Isso vale sobretudo para aquele outro que é mais diferente de mim, mais
contrário, aquele que defende ideias que eu detesto. O direito democrático é,
antes de tudo, o direito do outro.
É celebre a tirada de que "o
inferno são os outros". Ao criá-la, Sartre nos lembrou que o outro está
sempre − e inevitavelmente − a nos frustrar, e que isso ocorre exatamente por
causa de sua alteridade: ele é aquele que nos dá limites. Mas é por isso mesmo
− ou seja, por nos impedir de bancar os totalitários − que ele nos faz bem e
que essa interação é salutar.
O regime democrático alimenta sua
legitimidade na deliberação e no debate. Para que esse processo seja autêntico,
é necessário que os atores sociais em cena participem com mente aberta, ou
seja, estejam dispostos a rever suas opiniões a partir do momento em que
escutam os pontos de vista dos demais, notadamente os daqueles de quem
divergem. Mas é claro que é preciso escutar.
É óbvio que tudo isso está a anos-luz
do que diariamente vemos circular na internet, com o incessante lançamento de
insultos sobre figuras públicas − "contra o político do partido de que não
gosto, vale tudo!" − ou sobre interlocutores que têm posições contrárias.
Além de inútil para a discussão política − e para qualquer relação civilizada
−, o xingatório é contraproducente, pois acaba por depor contra quem o profere.

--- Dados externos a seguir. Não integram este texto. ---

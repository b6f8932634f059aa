use order_core::model::kinds::builtin_relations;
use order_core::model::kinds::{Category, CATEGORY};
use order_core::model::IdSpec;
use order_core::{Analysis, RegistryConfig, RelationManager, RelationRegistry, UniqueObjectIndex};

/// Create an empty analysis with the default configuration
#[allow(dead_code)]
pub fn new_analysis() -> Analysis {
    Analysis::new(RegistryConfig::default()).expect("default config is valid")
}

/// Create a category index plus a relation manager with the built-in relations
#[allow(dead_code)]
pub fn category_registry() -> (UniqueObjectIndex<Category>, RelationManager) {
    let registry = RelationRegistry::from_decls(builtin_relations()).expect("built-in relations");
    (UniqueObjectIndex::new(CATEGORY), RelationManager::new(registry))
}

/// Register categories with auto ids, in order
#[allow(dead_code)]
pub fn add_categories(index: &mut UniqueObjectIndex<Category>, names: &[&str]) {
    for name in names {
        index
            .add_new(*name, IdSpec::Auto)
            .expect("category should register");
    }
}

/// Register a chain `names[0] -> names[1] -> ...` in an analysis
#[allow(dead_code)]
pub fn category_chain(analysis: &mut Analysis, names: &[&str], relation: &str) {
    for name in names {
        analysis
            .add_new::<Category>(*name, IdSpec::Auto)
            .expect("category should register");
    }
    for pair in names.windows(2) {
        analysis
            .link_parent_child::<Category>(pair[0], pair[1], relation)
            .expect("chain link should succeed");
    }
}
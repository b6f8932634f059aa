//! Order Core - unique-object registry and relational graph engine
//!
//! This crate provides the data model behind a physics-analysis
//! configuration:
//! - globally unique objects with a `(kind, name, id)` identity, nested
//!   auxiliary data and tags
//! - per-kind indices with synchronized name and id lookup
//! - typed many-to-many and acyclic parent/child relations with automatic
//!   inverse bookkeeping
//! - deep copies with selectable relations and auxiliary data
//! - built-in analysis kinds (campaigns, datasets, processes, channels,
//!   categories, variables) owned by an [`Analysis`]
//!
//! Everything is synchronous and in-memory.
//!
//! # Example
//!
//! ```
//! use order_core::model::kinds::{Category, CATEGORY_CHILDREN};
//! use order_core::model::{HasIdentity, IdSpec};
//! use order_core::{Analysis, RegistryConfig};
//!
//! let mut analysis = Analysis::new(RegistryConfig::default()).unwrap();
//! for name in ["incl", "ee", "ee_2j"] {
//!     analysis.add_new::<Category>(name, IdSpec::Auto).unwrap();
//! }
//! analysis.link_parent_child::<Category>("incl", "ee", CATEGORY_CHILDREN).unwrap();
//! analysis.link_parent_child::<Category>("ee", "ee_2j", CATEGORY_CHILDREN).unwrap();
//!
//! let names: Vec<_> = analysis
//!     .walk_descendants::<Category>("incl", CATEGORY_CHILDREN)
//!     .unwrap()
//!     .into_iter()
//!     .map(|category| category.name().to_string())
//!     .collect();
//! assert_eq!(names, ["ee", "ee_2j"]);
//! ```

pub mod config;
pub mod errors;
pub mod logging_facility;
pub mod model;
pub mod ops;
pub mod rules;

pub use order_core_types::schema;

// Re-export commonly used types
pub use config::RegistryConfig;
pub use errors::{ExError, ExErrorKind, OrderError, Result};
pub use model::{
    AuxStore, HasAux, HasIdentity, HasTags, IdSpec, Kind, NodeKey, ObjectRef, UniqueObject,
};
pub use ops::{
    Analysis, CopyOptions, IdPolicy, RelationDecl, RelationManager, RelationRegistry,
    UniqueObjectIndex,
};
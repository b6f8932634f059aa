//! Core types shared across order facilities
//!
//! This crate provides the canonical schema constants used by both the
//! error facility and the logging facility of `order-core`, so that every
//! structured event carries the same field keys and event names.

pub mod schema;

Para ir adiante, qualquer discussão
precisa de certo método, certas regras do jogo. A esse respeito, o ensaísta
inglês Paul Graham esquematizou uma hierarquia de níveis quanto ao modo de
expressar a discordância ("How to disagree"). Parece-me útil
reproduzi-la aqui, embora resumidamente.
1.
Xingar
É a forma mais baixa, e infelizmente
a mais comum. E aí entram não só as ofensas claramente grosseiras, mas também
algumas outras com palavras mais elaboradas. Quando as coisas estão neste
nível, ainda não se chegou à discussão. É o subsolo da baixaria pura e simples.
2.
Argumento ‘ad hominem’
Já seria um começo de discussão, mas
se trata de um argumento muito fraco: ataca as características do oponente, sua
suposta falta de autoridade etc., em vez de ir à substância do que está em
pauta. Mas a toda hora ouvimos: "ele (ela) está dizendo isso porque é
'cabeça quente', porque brigou com a(o) companheira(o), porque é gay, porque
tem tal idade, porque teve ou não teve tal experiência etc.". Ora, o que
importa não são tais ou quais características individuais, mas a pertinência,
ou não, do argumento que a pessoa está apresentando. Eu já vi sujeitos meio
malucos afirmarem coisas sensatas (deve ter sido com aquela parte da cabeça que
funcionava direito).
3.
Colocar o foco no tom que o oponente usa, no modo como ele se
expressa
É um pequeno progresso em relação ao
nível anterior, pois já se ensaia olhar para o que foi dito, e não apenas para
a pessoa que o disse. Mas ainda é insuficiente para contestar a substância do
argumento contrário. Afinal, o sujeito pode estar se expressando mal, ou com
destempero, mas ainda assim estar dizendo algo que mereça atenção − quem
assistiu, ao filme argentino "Relatos Selvagens", recentemente
exibido, viu alguns exemplos. Se, porém, o que ele diz está incorreto, o que
vem ao caso é mostrar onde e por quê.
4.
Contradição
Finalmente, atinge-se o nível de
tentar responder ao que se disse, em vez de ficar focalizando o
"quem" e "como". O problema é que muitos se limitam a
enunciar a posição contrária, sem justificá-la. Por exemplo: "é
inacreditável que você negue a tendência para o aquecimento global; trata-se de
uma opinião científica muito respeitável". Convenhamos que o simples fato
de afirmar a posição é pouco; é preciso reforçá-la com argumentos.
5.
Contra argumentação
É um degrau a mais, na medida em que
se procura apresentar argumentos contrários aos do oponente. Podem ser
convincentes, desde que mirem bem o seu alvo. Mas como nem sempre há boa
pontaria, não raramente se põe cada contendor a afirmar uma ideia à parte, sem
perceber nenhum dos dois que eles estão a discutir duas coisas diferentes.
6.
Refutação
O debatedor localiza, na fala ou
escrita do oponente, um tópico do qual discorda e procura refutá-lo. Pode ser
um bom caminho, desde que aquele tópico seja uma parte realmente importante do
pensamento do outro.
7.
Refutação do ponto central
É a forma mais vigorosa de
argumentação. Algo do tipo: "O ponto central do que você afirma parece ser
tal e tal; mas está incorreto pelas razões tais e tais". Mesmo assim, não
se pode ter a garantia de que nossos argumentos, embora civilizados, venham a
se mostrar convincentes. A diferença é que os arrazoados dos níveis 2 e 3 − e,
mais ainda, os impropérios do nível 1 − nunca o são.” (Bôa Nova)
(JA,
Ago15)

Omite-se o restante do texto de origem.